### [Action item]
Reproduce the entries exactly.

= = = =

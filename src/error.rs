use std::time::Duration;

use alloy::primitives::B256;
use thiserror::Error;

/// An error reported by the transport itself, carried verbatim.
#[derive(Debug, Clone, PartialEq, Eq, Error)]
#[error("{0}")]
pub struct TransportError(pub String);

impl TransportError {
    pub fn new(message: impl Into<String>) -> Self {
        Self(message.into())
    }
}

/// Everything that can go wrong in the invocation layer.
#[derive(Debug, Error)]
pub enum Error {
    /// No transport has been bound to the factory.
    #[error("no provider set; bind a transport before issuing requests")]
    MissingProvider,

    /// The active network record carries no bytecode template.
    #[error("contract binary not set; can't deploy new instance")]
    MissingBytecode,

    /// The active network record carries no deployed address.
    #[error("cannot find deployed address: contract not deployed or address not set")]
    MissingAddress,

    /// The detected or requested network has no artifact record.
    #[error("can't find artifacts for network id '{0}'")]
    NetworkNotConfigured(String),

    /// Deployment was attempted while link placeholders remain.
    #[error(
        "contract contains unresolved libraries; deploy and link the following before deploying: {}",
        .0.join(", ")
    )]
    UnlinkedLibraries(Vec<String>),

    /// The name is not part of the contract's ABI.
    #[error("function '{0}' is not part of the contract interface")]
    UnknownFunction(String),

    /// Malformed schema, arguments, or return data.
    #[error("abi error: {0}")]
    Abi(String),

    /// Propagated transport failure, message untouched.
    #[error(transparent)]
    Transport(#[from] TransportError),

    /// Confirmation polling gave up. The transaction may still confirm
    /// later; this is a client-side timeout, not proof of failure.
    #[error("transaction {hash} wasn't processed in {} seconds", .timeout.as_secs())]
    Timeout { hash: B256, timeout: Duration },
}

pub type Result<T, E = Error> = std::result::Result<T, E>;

= = = =

### [Written answer]
filename src/error.rs
use std::time::Duration;

use alloy::primitives::B256;
use thiserror::Error;

/// An error reported by the transport itself, carried verbatim.
#[derive(Debug, Clone, PartialEq, Eq, Error)]
#[error("{0}")]
pub struct TransportError(pub String);

impl TransportError {
    pub fn new(message: impl Into<String>) -> Self {
        Self(message.into())
    }
}

/// Everything that can go wrong in the invocation layer.
#[derive(Debug, Error)]
pub enum Error {
    /// No transport has been bound to the factory.
    #[error("no provider set; bind a transport before issuing requests")]
    MissingProvider,

    /// The active network record carries no bytecode template.
    #[error("contract binary not set; can't deploy new instance")]
    MissingBytecode,

    /// The active network record carries no deployed address.
    #[error("cannot find deployed address: contract not deployed or address not set")]
    MissingAddress,

    /// The detected or requested network has no artifact record.
    #[error("can't find artifacts for network id '{0}'")]
    NetworkNotConfigured(String),

    /// Deployment was attempted while link placeholders remain.
    #[error(
        "contract contains unresolved libraries; deploy and link the following before deploying: {}",
        .0.join(", ")
    )]
    UnlinkedLibraries(Vec<String>),

    /// The name is not part of the contract's ABI.
    #[error("function '{0}' is not part of the contract interface")]
    UnknownFunction(String),

    /// Malformed schema, arguments, or return data.
    #[error("abi error: {0}")]
    Abi(String),

    /// Propagated transport failure, message untouched.
    #[error(transparent)]
    Transport(#[from] TransportError),

    /// Confirmation polling gave up. The transaction may still confirm
    /// later; this is a client-side timeout, not proof of failure.
    #[error("transaction {hash} wasn't processed in {} seconds", .timeout.as_secs())]
    Timeout { hash: B256, timeout: Duration },
}

pub type Result<T, E = Error> = std::result::Result<T, E>;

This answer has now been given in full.